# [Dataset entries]
________________________________________

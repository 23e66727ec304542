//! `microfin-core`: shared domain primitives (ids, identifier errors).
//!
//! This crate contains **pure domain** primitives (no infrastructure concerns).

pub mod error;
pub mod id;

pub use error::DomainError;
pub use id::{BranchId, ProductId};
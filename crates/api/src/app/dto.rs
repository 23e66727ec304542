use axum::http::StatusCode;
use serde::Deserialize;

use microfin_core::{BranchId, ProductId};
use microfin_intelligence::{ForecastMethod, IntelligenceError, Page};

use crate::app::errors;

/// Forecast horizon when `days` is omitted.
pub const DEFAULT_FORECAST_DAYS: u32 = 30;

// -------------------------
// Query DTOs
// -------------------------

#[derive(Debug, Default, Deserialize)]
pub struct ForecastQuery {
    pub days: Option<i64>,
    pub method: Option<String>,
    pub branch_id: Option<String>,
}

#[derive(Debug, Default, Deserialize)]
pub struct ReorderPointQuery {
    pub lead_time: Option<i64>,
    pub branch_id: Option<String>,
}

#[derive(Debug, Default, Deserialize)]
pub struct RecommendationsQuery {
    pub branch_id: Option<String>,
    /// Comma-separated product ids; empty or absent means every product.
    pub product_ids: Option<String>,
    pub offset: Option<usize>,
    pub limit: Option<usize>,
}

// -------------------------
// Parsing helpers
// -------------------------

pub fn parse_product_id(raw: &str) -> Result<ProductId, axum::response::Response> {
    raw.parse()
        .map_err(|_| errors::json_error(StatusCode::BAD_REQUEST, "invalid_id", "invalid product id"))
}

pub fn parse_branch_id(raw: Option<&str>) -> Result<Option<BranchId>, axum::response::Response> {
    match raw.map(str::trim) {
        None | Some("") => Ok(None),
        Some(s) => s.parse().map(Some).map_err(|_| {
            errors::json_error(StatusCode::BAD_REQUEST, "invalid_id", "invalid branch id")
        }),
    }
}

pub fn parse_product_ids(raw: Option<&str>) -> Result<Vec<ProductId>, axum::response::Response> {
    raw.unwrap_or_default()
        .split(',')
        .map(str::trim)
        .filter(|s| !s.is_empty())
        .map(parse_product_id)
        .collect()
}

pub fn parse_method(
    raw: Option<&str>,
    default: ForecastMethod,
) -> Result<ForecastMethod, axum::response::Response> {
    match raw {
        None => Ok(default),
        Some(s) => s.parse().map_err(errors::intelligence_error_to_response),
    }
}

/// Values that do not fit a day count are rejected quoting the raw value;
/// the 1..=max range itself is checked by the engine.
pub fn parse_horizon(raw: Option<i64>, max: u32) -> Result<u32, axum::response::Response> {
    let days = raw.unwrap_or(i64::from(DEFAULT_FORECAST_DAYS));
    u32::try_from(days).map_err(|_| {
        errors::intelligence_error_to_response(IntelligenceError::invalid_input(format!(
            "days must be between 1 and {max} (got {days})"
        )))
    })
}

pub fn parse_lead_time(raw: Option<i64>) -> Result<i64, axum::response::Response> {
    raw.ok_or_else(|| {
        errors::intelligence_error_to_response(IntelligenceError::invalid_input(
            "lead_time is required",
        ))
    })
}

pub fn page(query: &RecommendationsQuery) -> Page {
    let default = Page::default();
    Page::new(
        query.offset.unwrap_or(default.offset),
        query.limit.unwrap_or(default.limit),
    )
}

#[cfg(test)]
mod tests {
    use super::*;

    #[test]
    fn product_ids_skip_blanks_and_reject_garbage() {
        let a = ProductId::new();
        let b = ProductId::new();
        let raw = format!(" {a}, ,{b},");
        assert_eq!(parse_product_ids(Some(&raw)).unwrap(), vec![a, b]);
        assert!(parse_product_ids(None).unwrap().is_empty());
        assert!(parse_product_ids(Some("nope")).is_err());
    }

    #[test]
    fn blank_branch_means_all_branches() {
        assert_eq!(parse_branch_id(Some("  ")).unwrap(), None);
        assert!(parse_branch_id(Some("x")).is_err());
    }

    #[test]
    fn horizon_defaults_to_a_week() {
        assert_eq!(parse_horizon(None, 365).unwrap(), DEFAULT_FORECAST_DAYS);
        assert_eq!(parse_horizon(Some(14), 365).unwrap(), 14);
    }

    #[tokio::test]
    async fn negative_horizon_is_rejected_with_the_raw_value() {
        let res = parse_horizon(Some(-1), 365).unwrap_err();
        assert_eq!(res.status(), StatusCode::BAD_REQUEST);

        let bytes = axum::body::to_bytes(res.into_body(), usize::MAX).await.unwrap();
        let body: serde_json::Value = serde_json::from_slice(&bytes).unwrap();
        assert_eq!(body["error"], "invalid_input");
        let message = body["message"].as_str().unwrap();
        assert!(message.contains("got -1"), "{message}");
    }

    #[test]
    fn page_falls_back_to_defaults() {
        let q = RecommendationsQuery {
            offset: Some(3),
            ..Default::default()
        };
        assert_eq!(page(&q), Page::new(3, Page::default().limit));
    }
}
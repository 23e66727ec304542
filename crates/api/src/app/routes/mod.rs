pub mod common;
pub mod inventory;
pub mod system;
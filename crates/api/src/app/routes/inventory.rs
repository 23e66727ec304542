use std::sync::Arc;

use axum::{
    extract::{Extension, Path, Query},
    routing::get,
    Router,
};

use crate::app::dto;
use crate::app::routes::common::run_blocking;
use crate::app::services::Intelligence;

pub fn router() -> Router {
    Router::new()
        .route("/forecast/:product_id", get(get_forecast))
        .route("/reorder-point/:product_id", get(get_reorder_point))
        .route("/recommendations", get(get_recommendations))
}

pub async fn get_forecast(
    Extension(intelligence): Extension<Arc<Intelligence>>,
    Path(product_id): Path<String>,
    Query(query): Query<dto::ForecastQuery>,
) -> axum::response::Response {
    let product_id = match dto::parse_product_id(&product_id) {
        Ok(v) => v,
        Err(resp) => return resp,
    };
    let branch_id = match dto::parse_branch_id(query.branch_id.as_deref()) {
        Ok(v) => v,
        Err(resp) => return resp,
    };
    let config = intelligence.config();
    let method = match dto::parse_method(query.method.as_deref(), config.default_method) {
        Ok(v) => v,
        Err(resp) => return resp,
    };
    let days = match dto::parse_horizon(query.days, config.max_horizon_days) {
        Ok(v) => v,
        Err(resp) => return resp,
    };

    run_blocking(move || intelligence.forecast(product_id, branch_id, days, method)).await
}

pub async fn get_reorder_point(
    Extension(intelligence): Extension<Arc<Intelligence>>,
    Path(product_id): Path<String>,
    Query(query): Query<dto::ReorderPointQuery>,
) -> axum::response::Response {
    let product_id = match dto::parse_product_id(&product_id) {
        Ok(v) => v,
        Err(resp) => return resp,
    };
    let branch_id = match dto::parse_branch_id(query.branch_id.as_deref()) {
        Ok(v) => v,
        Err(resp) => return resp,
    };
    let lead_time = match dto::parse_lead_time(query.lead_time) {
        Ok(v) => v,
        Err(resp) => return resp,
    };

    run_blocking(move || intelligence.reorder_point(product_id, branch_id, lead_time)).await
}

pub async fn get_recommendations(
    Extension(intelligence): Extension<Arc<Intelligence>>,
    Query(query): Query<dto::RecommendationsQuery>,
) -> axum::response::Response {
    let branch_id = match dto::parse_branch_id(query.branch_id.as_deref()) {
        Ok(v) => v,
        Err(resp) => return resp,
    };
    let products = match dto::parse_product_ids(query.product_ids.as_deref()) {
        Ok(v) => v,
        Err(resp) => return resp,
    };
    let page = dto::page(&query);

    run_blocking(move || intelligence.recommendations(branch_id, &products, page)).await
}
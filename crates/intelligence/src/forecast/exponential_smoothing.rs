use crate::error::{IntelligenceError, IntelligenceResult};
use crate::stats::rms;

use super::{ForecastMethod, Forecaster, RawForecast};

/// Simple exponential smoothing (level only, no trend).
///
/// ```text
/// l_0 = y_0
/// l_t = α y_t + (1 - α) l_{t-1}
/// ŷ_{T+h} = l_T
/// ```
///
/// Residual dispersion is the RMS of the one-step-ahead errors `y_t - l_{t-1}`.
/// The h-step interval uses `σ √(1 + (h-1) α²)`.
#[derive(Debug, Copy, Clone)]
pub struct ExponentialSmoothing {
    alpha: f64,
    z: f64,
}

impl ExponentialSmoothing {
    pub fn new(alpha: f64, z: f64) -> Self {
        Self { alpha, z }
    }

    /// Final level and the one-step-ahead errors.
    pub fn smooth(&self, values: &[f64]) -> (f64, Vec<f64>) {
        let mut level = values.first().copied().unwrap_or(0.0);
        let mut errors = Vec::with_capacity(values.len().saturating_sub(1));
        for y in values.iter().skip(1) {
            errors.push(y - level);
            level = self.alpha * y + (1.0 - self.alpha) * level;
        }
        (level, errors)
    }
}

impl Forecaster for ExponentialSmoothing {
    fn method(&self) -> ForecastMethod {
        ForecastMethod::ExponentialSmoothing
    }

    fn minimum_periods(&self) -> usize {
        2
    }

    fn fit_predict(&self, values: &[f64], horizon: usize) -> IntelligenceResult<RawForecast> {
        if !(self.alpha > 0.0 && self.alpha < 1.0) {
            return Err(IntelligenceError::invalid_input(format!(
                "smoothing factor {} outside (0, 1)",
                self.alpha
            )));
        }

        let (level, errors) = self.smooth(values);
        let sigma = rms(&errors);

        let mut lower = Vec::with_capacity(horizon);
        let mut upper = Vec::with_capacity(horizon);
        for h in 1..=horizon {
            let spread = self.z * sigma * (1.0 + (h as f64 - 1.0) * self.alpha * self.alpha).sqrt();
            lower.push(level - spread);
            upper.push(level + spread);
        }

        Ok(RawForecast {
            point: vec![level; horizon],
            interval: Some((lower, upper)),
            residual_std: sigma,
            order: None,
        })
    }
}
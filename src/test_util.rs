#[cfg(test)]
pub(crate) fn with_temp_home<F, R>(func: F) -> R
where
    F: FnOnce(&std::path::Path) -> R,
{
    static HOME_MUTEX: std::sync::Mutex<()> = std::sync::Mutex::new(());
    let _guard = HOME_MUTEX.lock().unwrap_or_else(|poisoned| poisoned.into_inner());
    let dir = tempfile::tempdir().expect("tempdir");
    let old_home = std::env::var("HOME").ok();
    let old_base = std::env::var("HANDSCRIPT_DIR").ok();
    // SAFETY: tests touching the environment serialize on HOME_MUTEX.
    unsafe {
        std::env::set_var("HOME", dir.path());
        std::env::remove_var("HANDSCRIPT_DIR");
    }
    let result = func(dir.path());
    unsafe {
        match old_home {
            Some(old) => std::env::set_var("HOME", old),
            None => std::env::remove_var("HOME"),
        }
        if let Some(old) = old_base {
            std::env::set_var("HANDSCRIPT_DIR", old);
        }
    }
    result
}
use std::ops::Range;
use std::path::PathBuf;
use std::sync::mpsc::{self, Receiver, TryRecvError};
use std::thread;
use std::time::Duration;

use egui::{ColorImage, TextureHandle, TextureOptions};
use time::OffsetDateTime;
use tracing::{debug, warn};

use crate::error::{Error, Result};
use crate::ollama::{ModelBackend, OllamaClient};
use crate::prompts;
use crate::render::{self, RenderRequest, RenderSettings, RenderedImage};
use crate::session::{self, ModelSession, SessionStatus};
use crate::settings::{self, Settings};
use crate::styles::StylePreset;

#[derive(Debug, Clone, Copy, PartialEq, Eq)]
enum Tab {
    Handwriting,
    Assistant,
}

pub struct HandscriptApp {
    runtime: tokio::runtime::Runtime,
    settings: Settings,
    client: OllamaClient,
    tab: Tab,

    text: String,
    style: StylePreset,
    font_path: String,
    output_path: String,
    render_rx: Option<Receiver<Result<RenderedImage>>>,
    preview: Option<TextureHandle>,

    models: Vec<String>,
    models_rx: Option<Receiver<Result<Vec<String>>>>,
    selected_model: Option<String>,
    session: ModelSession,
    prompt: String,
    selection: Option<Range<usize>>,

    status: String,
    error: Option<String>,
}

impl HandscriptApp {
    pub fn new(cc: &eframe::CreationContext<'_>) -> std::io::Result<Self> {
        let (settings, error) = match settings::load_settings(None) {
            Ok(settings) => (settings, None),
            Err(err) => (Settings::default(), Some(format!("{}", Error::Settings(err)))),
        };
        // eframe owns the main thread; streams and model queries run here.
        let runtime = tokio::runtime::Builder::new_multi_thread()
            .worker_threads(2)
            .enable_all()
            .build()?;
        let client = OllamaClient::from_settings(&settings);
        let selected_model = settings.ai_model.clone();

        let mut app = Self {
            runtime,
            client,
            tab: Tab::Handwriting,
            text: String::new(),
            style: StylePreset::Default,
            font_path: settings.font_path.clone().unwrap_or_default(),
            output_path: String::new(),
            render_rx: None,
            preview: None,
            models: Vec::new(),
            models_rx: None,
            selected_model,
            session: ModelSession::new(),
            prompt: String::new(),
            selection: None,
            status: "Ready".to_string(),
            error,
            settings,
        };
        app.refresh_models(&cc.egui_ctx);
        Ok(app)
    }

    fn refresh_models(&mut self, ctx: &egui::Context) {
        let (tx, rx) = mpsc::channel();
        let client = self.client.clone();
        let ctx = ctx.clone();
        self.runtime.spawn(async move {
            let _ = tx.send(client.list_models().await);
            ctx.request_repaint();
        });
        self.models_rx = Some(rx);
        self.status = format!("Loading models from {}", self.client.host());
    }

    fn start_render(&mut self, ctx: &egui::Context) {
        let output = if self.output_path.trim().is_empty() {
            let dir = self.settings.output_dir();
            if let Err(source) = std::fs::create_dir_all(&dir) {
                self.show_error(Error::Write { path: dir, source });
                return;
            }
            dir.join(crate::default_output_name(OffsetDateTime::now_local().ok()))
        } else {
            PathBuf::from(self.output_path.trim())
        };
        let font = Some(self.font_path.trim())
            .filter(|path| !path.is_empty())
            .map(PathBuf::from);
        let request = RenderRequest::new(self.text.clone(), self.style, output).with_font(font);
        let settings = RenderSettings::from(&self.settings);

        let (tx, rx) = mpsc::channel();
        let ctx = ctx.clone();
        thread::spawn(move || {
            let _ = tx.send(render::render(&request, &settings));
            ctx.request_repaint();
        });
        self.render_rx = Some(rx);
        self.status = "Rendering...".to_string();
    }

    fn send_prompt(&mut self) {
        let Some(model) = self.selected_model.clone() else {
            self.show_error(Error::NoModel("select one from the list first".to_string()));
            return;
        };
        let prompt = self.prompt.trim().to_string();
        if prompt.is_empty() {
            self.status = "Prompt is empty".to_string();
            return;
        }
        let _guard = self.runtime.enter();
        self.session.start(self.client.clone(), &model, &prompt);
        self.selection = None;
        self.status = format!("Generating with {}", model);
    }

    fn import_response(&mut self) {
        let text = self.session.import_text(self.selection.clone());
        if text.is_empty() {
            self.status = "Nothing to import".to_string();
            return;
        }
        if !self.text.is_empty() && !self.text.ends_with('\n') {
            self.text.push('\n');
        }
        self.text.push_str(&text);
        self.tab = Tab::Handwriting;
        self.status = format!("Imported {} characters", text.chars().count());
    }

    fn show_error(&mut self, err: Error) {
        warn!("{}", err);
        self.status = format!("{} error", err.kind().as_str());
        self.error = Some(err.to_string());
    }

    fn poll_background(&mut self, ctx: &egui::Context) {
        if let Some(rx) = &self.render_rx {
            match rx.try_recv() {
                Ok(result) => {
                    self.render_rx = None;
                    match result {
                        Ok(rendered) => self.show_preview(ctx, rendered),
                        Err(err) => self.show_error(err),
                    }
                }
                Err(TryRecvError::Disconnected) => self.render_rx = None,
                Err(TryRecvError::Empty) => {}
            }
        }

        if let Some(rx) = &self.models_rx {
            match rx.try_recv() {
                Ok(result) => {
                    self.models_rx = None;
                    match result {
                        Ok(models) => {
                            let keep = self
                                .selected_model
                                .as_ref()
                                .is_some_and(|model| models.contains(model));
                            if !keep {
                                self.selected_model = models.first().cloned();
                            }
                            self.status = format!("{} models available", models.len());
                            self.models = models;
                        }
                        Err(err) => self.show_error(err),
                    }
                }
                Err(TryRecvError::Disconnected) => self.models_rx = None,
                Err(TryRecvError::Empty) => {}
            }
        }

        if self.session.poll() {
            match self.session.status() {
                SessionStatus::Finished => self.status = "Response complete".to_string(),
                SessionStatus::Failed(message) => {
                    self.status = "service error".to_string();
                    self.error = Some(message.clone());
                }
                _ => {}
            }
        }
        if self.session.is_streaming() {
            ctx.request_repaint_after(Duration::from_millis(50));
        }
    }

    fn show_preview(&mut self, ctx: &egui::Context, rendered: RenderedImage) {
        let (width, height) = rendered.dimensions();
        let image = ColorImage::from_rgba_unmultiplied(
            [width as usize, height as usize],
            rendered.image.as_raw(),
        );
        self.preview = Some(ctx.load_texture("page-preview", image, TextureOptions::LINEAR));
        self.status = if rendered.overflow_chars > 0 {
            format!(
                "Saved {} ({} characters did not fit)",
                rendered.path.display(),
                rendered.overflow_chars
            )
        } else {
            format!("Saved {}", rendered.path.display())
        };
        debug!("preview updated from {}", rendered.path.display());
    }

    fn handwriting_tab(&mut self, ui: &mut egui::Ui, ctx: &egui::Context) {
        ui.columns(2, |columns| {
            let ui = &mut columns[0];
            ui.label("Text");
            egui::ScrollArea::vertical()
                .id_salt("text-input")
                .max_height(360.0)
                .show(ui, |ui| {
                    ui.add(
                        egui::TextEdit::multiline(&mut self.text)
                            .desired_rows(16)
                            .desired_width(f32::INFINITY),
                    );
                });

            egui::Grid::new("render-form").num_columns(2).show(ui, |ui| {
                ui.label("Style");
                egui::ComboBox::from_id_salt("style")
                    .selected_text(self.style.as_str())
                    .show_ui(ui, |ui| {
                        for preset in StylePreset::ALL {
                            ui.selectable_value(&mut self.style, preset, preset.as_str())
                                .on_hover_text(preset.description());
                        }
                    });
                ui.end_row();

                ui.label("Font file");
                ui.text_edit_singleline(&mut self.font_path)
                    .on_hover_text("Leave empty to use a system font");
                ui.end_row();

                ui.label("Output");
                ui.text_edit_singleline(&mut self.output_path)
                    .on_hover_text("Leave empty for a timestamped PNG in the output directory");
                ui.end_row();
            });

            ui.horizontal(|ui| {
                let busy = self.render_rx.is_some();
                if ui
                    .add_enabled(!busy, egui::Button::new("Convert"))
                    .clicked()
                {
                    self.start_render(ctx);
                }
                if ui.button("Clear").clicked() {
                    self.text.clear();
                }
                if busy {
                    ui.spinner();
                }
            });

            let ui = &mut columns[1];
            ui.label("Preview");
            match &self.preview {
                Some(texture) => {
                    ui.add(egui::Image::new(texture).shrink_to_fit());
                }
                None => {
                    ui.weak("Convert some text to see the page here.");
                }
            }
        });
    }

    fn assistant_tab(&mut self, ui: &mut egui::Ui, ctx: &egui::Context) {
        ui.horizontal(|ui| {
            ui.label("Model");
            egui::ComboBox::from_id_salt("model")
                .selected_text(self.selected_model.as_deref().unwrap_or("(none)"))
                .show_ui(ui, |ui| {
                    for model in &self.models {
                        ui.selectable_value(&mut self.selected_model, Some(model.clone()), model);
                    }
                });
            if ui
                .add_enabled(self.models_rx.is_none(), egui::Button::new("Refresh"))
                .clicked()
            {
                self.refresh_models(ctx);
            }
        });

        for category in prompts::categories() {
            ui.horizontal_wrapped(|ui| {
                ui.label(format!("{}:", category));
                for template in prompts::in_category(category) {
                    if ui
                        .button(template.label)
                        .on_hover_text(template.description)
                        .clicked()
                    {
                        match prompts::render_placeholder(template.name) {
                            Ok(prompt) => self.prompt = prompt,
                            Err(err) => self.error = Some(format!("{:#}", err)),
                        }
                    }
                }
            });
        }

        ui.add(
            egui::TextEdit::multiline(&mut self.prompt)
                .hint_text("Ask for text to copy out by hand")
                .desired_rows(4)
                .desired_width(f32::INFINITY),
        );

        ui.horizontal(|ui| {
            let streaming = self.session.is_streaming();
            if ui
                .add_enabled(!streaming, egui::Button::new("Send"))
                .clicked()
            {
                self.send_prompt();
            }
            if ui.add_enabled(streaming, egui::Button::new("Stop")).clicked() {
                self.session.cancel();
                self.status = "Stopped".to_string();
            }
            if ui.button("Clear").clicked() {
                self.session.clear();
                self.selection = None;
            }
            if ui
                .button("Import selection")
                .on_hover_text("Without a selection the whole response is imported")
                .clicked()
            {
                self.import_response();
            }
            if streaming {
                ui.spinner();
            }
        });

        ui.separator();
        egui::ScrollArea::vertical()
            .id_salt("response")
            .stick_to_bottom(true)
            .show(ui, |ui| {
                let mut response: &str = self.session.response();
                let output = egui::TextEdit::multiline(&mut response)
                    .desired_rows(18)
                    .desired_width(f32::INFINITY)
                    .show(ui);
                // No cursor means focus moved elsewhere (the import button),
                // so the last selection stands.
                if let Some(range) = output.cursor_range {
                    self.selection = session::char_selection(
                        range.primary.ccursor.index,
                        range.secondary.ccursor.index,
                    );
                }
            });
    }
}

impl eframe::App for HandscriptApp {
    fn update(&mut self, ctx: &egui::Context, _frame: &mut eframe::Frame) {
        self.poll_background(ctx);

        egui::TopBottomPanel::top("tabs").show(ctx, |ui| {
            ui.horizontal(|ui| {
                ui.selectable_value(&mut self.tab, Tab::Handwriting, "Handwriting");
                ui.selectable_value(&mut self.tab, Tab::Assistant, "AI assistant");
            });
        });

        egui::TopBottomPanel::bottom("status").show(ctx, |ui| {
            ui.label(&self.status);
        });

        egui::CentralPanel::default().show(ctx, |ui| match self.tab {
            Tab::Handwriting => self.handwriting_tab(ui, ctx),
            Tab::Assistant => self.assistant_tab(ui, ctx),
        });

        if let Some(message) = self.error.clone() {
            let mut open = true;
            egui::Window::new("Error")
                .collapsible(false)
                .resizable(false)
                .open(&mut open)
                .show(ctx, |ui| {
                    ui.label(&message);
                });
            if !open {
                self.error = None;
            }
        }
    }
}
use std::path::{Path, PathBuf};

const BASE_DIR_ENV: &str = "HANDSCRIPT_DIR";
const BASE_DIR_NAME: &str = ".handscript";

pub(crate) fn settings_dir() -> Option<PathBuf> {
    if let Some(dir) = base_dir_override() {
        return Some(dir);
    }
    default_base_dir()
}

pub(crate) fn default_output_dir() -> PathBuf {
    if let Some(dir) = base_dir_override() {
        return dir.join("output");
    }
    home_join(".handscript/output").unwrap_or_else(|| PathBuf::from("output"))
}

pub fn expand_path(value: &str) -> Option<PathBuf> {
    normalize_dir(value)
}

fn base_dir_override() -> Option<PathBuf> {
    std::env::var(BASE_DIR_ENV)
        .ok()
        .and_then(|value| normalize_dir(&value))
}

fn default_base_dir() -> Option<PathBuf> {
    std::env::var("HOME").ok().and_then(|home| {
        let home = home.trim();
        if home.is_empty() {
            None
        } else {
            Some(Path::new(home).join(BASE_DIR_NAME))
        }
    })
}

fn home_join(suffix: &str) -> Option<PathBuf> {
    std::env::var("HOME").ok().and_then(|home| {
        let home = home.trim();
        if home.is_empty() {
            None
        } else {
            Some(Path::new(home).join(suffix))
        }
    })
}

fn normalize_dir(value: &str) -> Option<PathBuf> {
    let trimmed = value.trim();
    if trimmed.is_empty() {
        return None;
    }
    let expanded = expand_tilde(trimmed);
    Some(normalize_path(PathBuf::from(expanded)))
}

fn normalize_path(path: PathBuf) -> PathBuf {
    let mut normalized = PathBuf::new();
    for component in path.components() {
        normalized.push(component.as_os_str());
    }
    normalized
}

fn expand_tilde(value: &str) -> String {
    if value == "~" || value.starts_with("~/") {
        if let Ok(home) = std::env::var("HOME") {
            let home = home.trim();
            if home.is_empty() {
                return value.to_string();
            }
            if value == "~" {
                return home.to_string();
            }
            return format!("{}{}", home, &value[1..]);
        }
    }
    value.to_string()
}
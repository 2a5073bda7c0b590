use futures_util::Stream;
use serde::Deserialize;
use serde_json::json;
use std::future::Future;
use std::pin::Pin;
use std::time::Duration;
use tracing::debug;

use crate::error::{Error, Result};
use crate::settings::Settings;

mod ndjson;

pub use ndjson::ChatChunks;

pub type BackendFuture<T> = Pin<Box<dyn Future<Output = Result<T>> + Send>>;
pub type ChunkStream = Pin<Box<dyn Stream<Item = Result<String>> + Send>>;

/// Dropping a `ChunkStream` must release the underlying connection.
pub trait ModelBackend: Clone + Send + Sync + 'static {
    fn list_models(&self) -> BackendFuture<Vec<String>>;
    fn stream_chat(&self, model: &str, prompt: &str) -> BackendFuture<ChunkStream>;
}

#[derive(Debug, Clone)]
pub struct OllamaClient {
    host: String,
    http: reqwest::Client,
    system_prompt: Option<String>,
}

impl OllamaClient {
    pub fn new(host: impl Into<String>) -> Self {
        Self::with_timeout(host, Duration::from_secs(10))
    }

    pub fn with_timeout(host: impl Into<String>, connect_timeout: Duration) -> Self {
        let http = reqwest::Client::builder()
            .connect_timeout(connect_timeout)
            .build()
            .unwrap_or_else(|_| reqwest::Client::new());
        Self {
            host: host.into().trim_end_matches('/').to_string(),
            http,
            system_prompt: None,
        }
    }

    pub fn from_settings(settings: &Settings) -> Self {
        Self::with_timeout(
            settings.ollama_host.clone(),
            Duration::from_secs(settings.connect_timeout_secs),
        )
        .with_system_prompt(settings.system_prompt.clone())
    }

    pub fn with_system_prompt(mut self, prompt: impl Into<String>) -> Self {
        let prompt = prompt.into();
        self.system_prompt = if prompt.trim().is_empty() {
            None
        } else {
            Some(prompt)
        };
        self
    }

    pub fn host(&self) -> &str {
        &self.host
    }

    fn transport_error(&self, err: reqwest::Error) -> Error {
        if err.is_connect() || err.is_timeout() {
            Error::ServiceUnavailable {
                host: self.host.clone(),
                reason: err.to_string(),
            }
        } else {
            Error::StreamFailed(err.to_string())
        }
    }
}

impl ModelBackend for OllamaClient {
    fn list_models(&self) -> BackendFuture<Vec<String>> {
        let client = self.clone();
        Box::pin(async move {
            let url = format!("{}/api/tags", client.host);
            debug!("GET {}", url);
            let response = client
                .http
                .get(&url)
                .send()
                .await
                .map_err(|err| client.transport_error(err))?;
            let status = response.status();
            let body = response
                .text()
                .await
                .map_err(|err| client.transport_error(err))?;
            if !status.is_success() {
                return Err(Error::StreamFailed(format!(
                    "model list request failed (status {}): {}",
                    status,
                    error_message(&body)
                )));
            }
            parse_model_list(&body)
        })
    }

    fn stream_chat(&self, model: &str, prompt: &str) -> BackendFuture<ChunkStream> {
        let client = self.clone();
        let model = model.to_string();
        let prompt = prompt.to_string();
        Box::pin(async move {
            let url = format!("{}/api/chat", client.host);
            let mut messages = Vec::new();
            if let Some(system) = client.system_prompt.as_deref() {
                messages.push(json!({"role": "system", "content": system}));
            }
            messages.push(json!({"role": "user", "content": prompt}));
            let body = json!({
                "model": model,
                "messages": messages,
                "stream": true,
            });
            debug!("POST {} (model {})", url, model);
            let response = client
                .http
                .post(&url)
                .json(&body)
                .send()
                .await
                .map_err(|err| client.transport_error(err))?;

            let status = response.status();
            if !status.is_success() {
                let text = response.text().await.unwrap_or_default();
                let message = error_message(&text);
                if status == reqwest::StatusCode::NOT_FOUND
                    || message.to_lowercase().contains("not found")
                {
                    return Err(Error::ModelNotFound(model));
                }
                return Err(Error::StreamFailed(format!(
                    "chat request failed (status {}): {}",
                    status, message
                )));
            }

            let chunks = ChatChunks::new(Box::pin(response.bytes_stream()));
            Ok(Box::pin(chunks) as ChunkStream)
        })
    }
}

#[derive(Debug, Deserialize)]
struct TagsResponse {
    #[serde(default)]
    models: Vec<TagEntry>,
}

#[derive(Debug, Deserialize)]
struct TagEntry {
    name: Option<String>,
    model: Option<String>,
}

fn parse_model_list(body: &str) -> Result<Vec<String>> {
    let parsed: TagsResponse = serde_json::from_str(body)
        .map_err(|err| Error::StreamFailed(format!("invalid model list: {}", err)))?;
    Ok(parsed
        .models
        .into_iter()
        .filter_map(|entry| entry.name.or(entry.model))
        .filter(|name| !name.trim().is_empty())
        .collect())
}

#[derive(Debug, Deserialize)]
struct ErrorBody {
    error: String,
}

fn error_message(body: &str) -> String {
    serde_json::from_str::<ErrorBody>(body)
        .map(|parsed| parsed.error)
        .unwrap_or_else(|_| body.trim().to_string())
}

________________________________________

# [PROBLEM TO WORK ON]
Copy the lines of the data above exactly as written, beginning with the line containing "use std::future::Future;" and ending with the line containing "pub type BackendFuture<T>", and leave out all other lines.

# [SOLUTION TO THIS TASK]
use std::future::Future;
use std::pin::Pin;
use std::time::Duration;
use tracing::debug;

use crate::error::{Error, Result};
use crate::settings::Settings;

mod ndjson;

pub use ndjson::ChatChunks;

pub type BackendFuture<T> = Pin<Box<dyn Future<Output = Result<T>> + Send>>;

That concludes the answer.